O Davi Capistrano [Filho] estava preso também na época. Ele foi prefeito de Santos [1993-96], e ele é médico – era, já morreu. Mas ele foi algumas vezes na cela para ver como estava o Luiz Paulo. O guarda levava. Dava um remédio e conversava rapidamente. A cela era uma coisa pequena, um colchão no chão, aquela latrina portuguesa no chão, sem porta, sem nada. E a grade. O quartinho devia ter 2 metros 3. Ficávamos os três lá em colchões. Só o colchão, sem lençóis.

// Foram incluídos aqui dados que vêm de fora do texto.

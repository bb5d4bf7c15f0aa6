pub mod mod_manager;
pub mod provider;
pub mod registry;
pub mod resolver;
pub mod scanner;
pub mod version;
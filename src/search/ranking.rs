//! Ranking & Scoring System
//!
//! Field hits are combined the way Fuse.js does it: each hit contributes its
//! distance raised to the field's normalized weight, and the contributions
//! multiply. The product is computed in log space and averaged per term so
//! long queries do not underflow.

use crate::catalog::Product;
use crate::config::ConfigError;
use serde::{Deserialize, Serialize};
use std::fmt;

/// Stand-in distance for an exact hit so it still ranks by field weight
const EXACT_HIT: f64 = f64::EPSILON;

/// Searchable product fields, most important first
#[derive(Debug, Clone, Copy, PartialEq, Eq, Hash, Serialize)]
#[serde(rename_all = "kebab-case")]
pub enum SearchField {
    Name,
    Description,
    Brand,
    Features,
    Subcategory,
}

impl SearchField {
    pub const ALL: [SearchField; 5] = [
        SearchField::Name,
        SearchField::Description,
        SearchField::Brand,
        SearchField::Features,
        SearchField::Subcategory,
    ];

    pub fn as_str(&self) -> &'static str {
        match self {
            SearchField::Name => "name",
            SearchField::Description => "description",
            SearchField::Brand => "brand",
            SearchField::Features => "features",
            SearchField::Subcategory => "subcategory",
        }
    }

    /// Raw text values of this field; list fields yield one value per entry
    pub fn values<'a>(&self, product: &'a Product) -> Vec<&'a str> {
        match self {
            SearchField::Name => vec![product.name.as_str()],
            SearchField::Description => vec![product.description.as_str()],
            SearchField::Brand => vec![product.brand.as_str()],
            SearchField::Features => product.features.iter().map(String::as_str).collect(),
            SearchField::Subcategory => vec![product.subcategory.as_str()],
        }
    }
}

impl fmt::Display for SearchField {
    fn fmt(&self, f: &mut fmt::Formatter<'_>) -> fmt::Result {
        f.write_str(self.as_str())
    }
}

/// Relative importance of each field
#[derive(Debug, Clone, PartialEq, Serialize, Deserialize)]
#[serde(default, deny_unknown_fields)]
pub struct FieldWeights {
    pub name: f64,
    pub description: f64,
    pub brand: f64,
    pub features: f64,
    pub subcategory: f64,
}

impl Default for FieldWeights {
    fn default() -> Self {
        Self {
            name: 0.4,        // Prioritize name matches
            description: 0.3, // Then description
            brand: 0.2,
            features: 0.1,
            subcategory: 0.1, // Broad matches
        }
    }
}

impl FieldWeights {
    pub fn get(&self, field: SearchField) -> f64 {
        match field {
            SearchField::Name => self.name,
            SearchField::Description => self.description,
            SearchField::Brand => self.brand,
            SearchField::Features => self.features,
            SearchField::Subcategory => self.subcategory,
        }
    }

    pub fn total(&self) -> f64 {
        SearchField::ALL.iter().map(|f| self.get(*f)).sum()
    }

    /// Weights must be positive and keep
    /// name > description > brand > features, subcategory
    pub fn validate(&self) -> Result<(), ConfigError> {
        if let Some(field) = SearchField::ALL
            .into_iter()
            .find(|f| !(self.get(*f).is_finite() && self.get(*f) > 0.0))
        {
            return Err(ConfigError::InvalidWeights(format!(
                "{} weight must be a positive number",
                field
            )));
        }

        let ordered = self.name > self.description
            && self.description > self.brand
            && self.brand > self.features
            && self.brand > self.subcategory;
        if !ordered {
            return Err(ConfigError::InvalidWeights(
                "expected name > description > brand > features, subcategory".to_string(),
            ));
        }

        Ok(())
    }
}

/// One query term matching one field
#[derive(Debug, Clone, PartialEq, Serialize)]
pub struct FieldHit {
    pub term: String,
    pub field: SearchField,
    /// Best distance among the field's values
    pub distance: f64,
}

/// Complete match score with the hits it was built from
#[derive(Debug, Clone, PartialEq, Serialize)]
pub struct MatchScore {
    /// 0.0 is a perfect match, 1.0 is the worst acceptable
    pub value: f64,
    pub hits: Vec<FieldHit>,
}

impl MatchScore {
    /// Combine the hits of a query with `term_count` terms
    pub fn combine(hits: Vec<FieldHit>, term_count: usize, weights: &FieldWeights) -> Self {
        let total_weight = weights.total();

        let log_sum: f64 = hits
            .iter()
            .map(|hit| {
                let norm_weight = weights.get(hit.field) / total_weight;
                norm_weight * hit.distance.max(EXACT_HIT).ln()
            })
            .sum();

        let value = if term_count == 0 {
            1.0
        } else {
            (log_sum / term_count as f64).exp().min(1.0)
        };

        Self { value, hits }
    }
}
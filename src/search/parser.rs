//! Query Parser & Preprocessor
//!
//! Splits a free-text query into normalized terms. Every term must match
//! somewhere for a product to qualify, so dropping degenerate terms here
//! keeps single letters from matching half the catalog.

use super::fuzzy::normalize_for_matching;
use unicode_segmentation::UnicodeSegmentation;

/// Parsed and processed search query
#[derive(Debug, Clone, PartialEq)]
pub struct ParsedQuery {
    /// Original unmodified query
    pub original: String,
    /// Normalized terms, in query order
    pub terms: Vec<String>,
}

impl ParsedQuery {
    /// True when nothing in the query is long enough to search for
    pub fn is_empty(&self) -> bool {
        self.terms.is_empty()
    }
}

/// Query parser and preprocessor
pub struct QueryParser;

impl QueryParser {
    /// Parse a search query, ignoring terms shorter than `min_term_len`
    /// characters
    pub fn parse(query: &str, min_term_len: usize) -> ParsedQuery {
        let terms = query
            .split_whitespace()
            .map(normalize_for_matching)
            .filter(|term| Self::char_len(term) >= min_term_len)
            .collect();

        ParsedQuery {
            original: query.to_string(),
            terms,
        }
    }

    /// Length in user-perceived characters
    fn char_len(term: &str) -> usize {
        term.graphemes(true).count()
    }
}

#[cfg(test)]
mod tests {
    use super::*;

    #[test]
    fn test_basic_parsing() {
        let parsed = QueryParser::parse("Toyota Brake", 2);
        assert_eq!(parsed.original, "Toyota Brake");
        assert_eq!(parsed.terms, vec!["toyota", "brake"]);
    }

    #[test]
    fn test_irregular_whitespace() {
        let parsed = QueryParser::parse("  spark\tplug \n ", 2);
        assert_eq!(parsed.terms, vec!["spark", "plug"]);
    }

    #[test]
    fn test_short_terms_dropped() {
        let parsed = QueryParser::parse("a 555 b joint", 2);
        assert_eq!(parsed.terms, vec!["555", "joint"]);

        let parsed = QueryParser::parse("x y z", 2);
        assert!(parsed.is_empty());
    }

    #[test]
    fn test_empty_query() {
        assert!(QueryParser::parse("", 2).is_empty());
        assert!(QueryParser::parse("   ", 2).is_empty());
    }

    #[test]
    fn test_punctuation_kept_in_term() {
        let parsed = QueryParser::parse("brake-steering SK20R11", 2);
        assert_eq!(parsed.terms, vec!["brake-steering", "sk20r11"]);
    }

    #[test]
    fn test_grapheme_length() {
        // "é" written as e + combining accent is one character
        let parsed = QueryParser::parse("e\u{301}", 2);
        assert!(parsed.is_empty());
        let parsed = QueryParser::parse("e\u{301}t", 2);
        assert_eq!(parsed.terms.len(), 1);
    }
}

Num determinado dia [eles disseram]: ‘Vocês vão embora’. Nos levaram para pegar as coisas, botar a roupa, sapato, devolveram o relógio. Aí foi juntando todo mundo, todo mundo se reviu. Antes de ir embora, juntava todo mundo para escrever: tinha que ter um relatório, anotar o que fazia e o que não fazia, de próprio punho. E um dia todo mundo pegou as coisas e foi num camburão desses grandes, em que cabiam várias pessoas. Mas é tudo fechado, você não vê a rua de dentro do camburão. Fomos lá dentro, o [Luiz] Weis estava nessa viagem também, o Fred [Pessoa]. Mas a sensação de ir para o DOPS era a melhor possível, porque você deixava de ser um desaparecido para ser um preso. Ou seja, você já estava sob a responsabilidade do Estado. No DOI-Codi você não estava sob a responsabilidade de ninguém. Institucionalmente não existia aquilo. Então, a ida para o DOPS era um alívio para todos nós.